In her speech, Haley reiterated a theme she has sounded since she was first appointed ambassador, that Israel, despite the disproportionate attention and condemnation it receives at the UN, is not the primary cause of turmoil in the Middle East.
While she acknowledged that the Israeli-Palestinian conflict is worthy of the Security Council’s attention, Haley asserted, “if there is one country that is the source of conflict and instability in the Middle East – one country that merits a quarterly debate in the Security Council – that country is not Israel. It’s Iran.”
Iran, Haley charged, “has trampled on the sovereignty of its neighbors,” including Syria, Lebanon, and Yemen. In particular, the ambassador pointed out that Iran has lately taken to preventing Iraq from asserting sovereignty over its own territory.

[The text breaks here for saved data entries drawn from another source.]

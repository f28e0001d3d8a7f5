//! Run results and aggregate statistics.

use std::collections::BTreeMap;
use std::fmt;

use chrono::{DateTime, Utc};
use serde::Serialize;

/// Error-map key for failures that concern the whole workflow.
pub const WORKFLOW_ERROR_KEY: &str = "workflow";

/// Result of one `execute()` call.
#[derive(Debug, Clone, PartialEq, Serialize)]
pub struct WorkflowRun {
    /// Workflow name.
    pub workflow: String,
    /// True iff `errors` is empty.
    pub success: bool,
    /// Step name to result, for steps that executed successfully.
    pub results: BTreeMap<String, String>,
    /// Step name (or [`WORKFLOW_ERROR_KEY`]) to error description.
    pub errors: BTreeMap<String, String>,
    /// Order computed by the scheduler; empty if ordering failed.
    pub execution_order: Vec<String>,
    /// Number of registered steps when the run started.
    pub total_steps: usize,
    /// Attempts made per invoked step.
    pub attempts: BTreeMap<String, u32>,
    /// When the run started.
    pub started_at: DateTime<Utc>,
    /// Wall-clock duration of the run.
    pub duration_ms: u64,
}

impl WorkflowRun {
    /// Number of steps that produced a result.
    pub fn succeeded(&self) -> usize {
        self.results.len()
    }

    /// Number of error entries.
    pub fn failed(&self) -> usize {
        self.errors.len()
    }

    /// Registered steps that neither produced a result nor failed.
    pub fn skipped(&self) -> Vec<&str> {
        self.execution_order
            .iter()
            .filter(|s| !self.results.contains_key(*s) && !self.errors.contains_key(*s))
            .map(String::as_str)
            .collect()
    }

    /// The workflow-level error, if ordering failed.
    pub fn workflow_error(&self) -> Option<&str> {
        self.errors.get(WORKFLOW_ERROR_KEY).map(String::as_str)
    }

    /// One-line summary for display.
    pub fn summary_line(&self) -> String {
        let status = if self.success { '✓' } else { '✗' };
        format!(
            "{} {}: {} of {} steps succeeded, {} failed ({}ms)",
            status,
            self.workflow,
            self.succeeded(),
            self.total_steps,
            self.failed(),
            self.duration_ms
        )
    }
}

/// Aggregate statistics over a workflow's run history.
#[derive(Debug, Clone, PartialEq, Serialize)]
pub struct WorkflowStats {
    /// Workflow name.
    pub name: String,
    /// Steps currently registered.
    pub total_steps: usize,
    /// Runs in history.
    pub total_executions: usize,
    /// Runs with `success == true`.
    pub successful_executions: usize,
    /// Runs with `success == false`.
    pub failed_executions: usize,
    /// Percentage of successful runs, two decimals; 0.0 without runs.
    pub success_rate: f64,
}

impl WorkflowStats {
    /// Compute statistics from a run history.
    pub fn from_history(name: &str, total_steps: usize, history: &[WorkflowRun]) -> Self {
        let total_executions = history.len();
        let successful_executions = history.iter().filter(|r| r.success).count();

        let success_rate = if total_executions == 0 {
            0.0
        } else {
            let percent = successful_executions as f64 / total_executions as f64 * 100.0;
            (percent * 100.0).round() / 100.0
        };

        Self {
            name: name.to_string(),
            total_steps,
            total_executions,
            successful_executions,
            failed_executions: total_executions - successful_executions,
            success_rate,
        }
    }
}

impl fmt::Display for WorkflowStats {
    fn fmt(&self, f: &mut fmt::Formatter<'_>) -> fmt::Result {
        write!(
            f,
            "{}: {} steps, {} runs ({} ok, {} failed, {:.2}% success)",
            self.name,
            self.total_steps,
            self.total_executions,
            self.successful_executions,
            self.failed_executions,
            self.success_rate
        )
    }
}
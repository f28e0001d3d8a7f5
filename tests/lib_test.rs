//! Library integration tests.

use grc_flow::FlowError;

#[test]
fn error_types_are_public() {
    let err = FlowError::UnknownAgent {
        name: "auditor".into(),
    };
    assert!(err.to_string().contains("auditor"));
}

#[test]
fn result_type_alias_is_public() {
    fn test_fn() -> grc_flow::Result<()> {
        Ok(())
    }
    assert!(test_fn().is_ok());
}

#[test]
fn cli_types_are_public() {
    use clap::Parser;
    use grc_flow::cli::{Cli, Commands};

    let cli = Cli::parse_from(["grcflow", "dry-run", "w.yml", "--json"]);

    if let Commands::DryRun(args) = cli.command {
        assert!(args.json);
    } else {
        panic!("Expected DryRun command");
    }
}

#[test]
fn agents_are_executable_units() {
    use grc_flow::agents::{AgentRole, EchoGenerator, SimpleAgent};
    use grc_flow::context::Context;
    use grc_flow::unit::ExecutableUnit;
    use std::sync::Arc;

    let agent = SimpleAgent::from_role(AgentRole::Generation, Arc::new(EchoGenerator::new()));
    assert_eq!(agent.name(), "Generation Agent");
    assert_eq!(agent.execute("Draft", &Context::new()).unwrap(), "Draft");
}
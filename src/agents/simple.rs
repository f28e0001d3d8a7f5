//! Single-call agent.

use std::fmt;
use std::sync::Mutex;

use tracing::{error, info};

use crate::context::{self, Context};
use crate::unit::ExecutableUnit;

use super::config::{AgentConfig, AgentRole};
use super::llm::{GenerationOptions, SharedGenerator};
use super::state::{self, AgentState, MessageRole, StateSummary};

/// Build the prompt for a task: the task text followed by a `Context:`
/// block listing every context entry.
pub fn prepare_prompt(task: &str, context: &Context) -> String {
    let mut prompt = task.to_string();
    if !context.is_empty() {
        prompt.push_str("\n\nContext:\n");
        for (key, value) in context {
            prompt.push_str(&format!("- {}: {}\n", key, context::value_text(value)));
        }
    }
    prompt
}

/// Agent that answers a task with one generation call.
pub struct SimpleAgent {
    config: AgentConfig,
    generator: SharedGenerator,
    state: Mutex<AgentState>,
}

impl SimpleAgent {
    pub fn new(config: AgentConfig, generator: SharedGenerator) -> Self {
        Self {
            config,
            generator,
            state: Mutex::new(AgentState::default()),
        }
    }

    /// Agent preconfigured for a specialist role.
    pub fn from_role(role: AgentRole, generator: SharedGenerator) -> Self {
        Self::new(role.config(), generator)
    }

    pub fn config(&self) -> &AgentConfig {
        &self.config
    }

    /// Snapshot of the current state.
    pub fn state(&self) -> AgentState {
        state::lock(&self.state).clone()
    }

    pub fn summary(&self) -> StateSummary {
        state::lock(&self.state).summary(&self.config.name)
    }

    pub fn reset(&self) {
        state::lock(&self.state).reset();
    }
}

impl ExecutableUnit for SimpleAgent {
    fn name(&self) -> &str {
        &self.config.name
    }

    fn execute(&self, instruction: &str, context: &Context) -> anyhow::Result<String> {
        let mut state = state::lock(&self.state);
        let max = self.config.max_memory_messages;
        state.begin(instruction, context);

        let prompt = prepare_prompt(instruction, context);
        state.add_message(MessageRole::System, self.config.system_message.as_str(), max);
        state.add_message(MessageRole::User, prompt.as_str(), max);

        let options = GenerationOptions::with_temperature(self.config.temperature);
        match self
            .generator
            .generate(&prompt, &self.config.system_message, &options)
        {
            Ok(response) => {
                state.add_message(MessageRole::Assistant, response.as_str(), max);
                state.complete(response.as_str());
                info!("{} completed task", self.config.name);
                Ok(response)
            }
            Err(e) => {
                error!("{} failed: {}", self.config.name, e);
                state.fail(e.to_string());
                Err(e)
            }
        }
    }
}

impl fmt::Display for SimpleAgent {
    fn fmt(&self, f: &mut fmt::Formatter<'_>) -> fmt::Result {
        write!(f, "{} ({})", self.config.name, state::lock(&self.state).status)
    }
}

impl fmt::Debug for SimpleAgent {
    fn fmt(&self, f: &mut fmt::Formatter<'_>) -> fmt::Result {
        f.debug_struct("SimpleAgent")
            .field("config", &self.config)
            .finish_non_exhaustive()
    }
}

Iran recently fired ballistic missiles at the headquarters of the Kurdistan Democratic Party – Iran (KDP-I) and the Democratic Party of the Iranian Kurdistan (PDKI), as well as at a refugee camp for Iranian Kurds in Erbil, killing eleven people. Since this attack was by forces of Iran’s Islamic Revolutionary Guard Corps (IRGC), and not a proxy force, Haley observed, that it was “Iran’s first direct military strike into Iraqi territory in over a decade.”
Iran’s attempts to assert itself in Iraq involve violations of UN Security Council resolutions. The IRGC-Quds Force commander Gen. Qassem Suleimani is under a UN travel ban that was extended in Resolution 2231, which implemented the 2015 nuclear deal. Haley observed, however, that he “has practically taken up residence in Iraq since the May elections.” His goal, Haley said, is “to build an Iraqi government that is under the control of the Iranian regime.”
Iran, in recent weeks, has also used its proxies to attack U.S. interests in Baghdad’s secure Green Zone, and in the southern Iraqi city of Basra. Haley said that the administration would hold Iran “accountable” for the attacks on U.S. interests and personnel.
At the end of her remarks, Haley noted that respecting sovereignty of nations is an important part of the work done at the UN. Iran, however, she said, “is acting in shameless disregard of Iraqi sovereignty.”
Iranian violations of Iraqi sovereignty, she said, will destabilize Iraq just as Iran has done in “Syria, Yemen, Lebanon, and across the Middle East.” Haley concluded by calling on all those who support self-determination for the Iraqi people to “come to their defense.”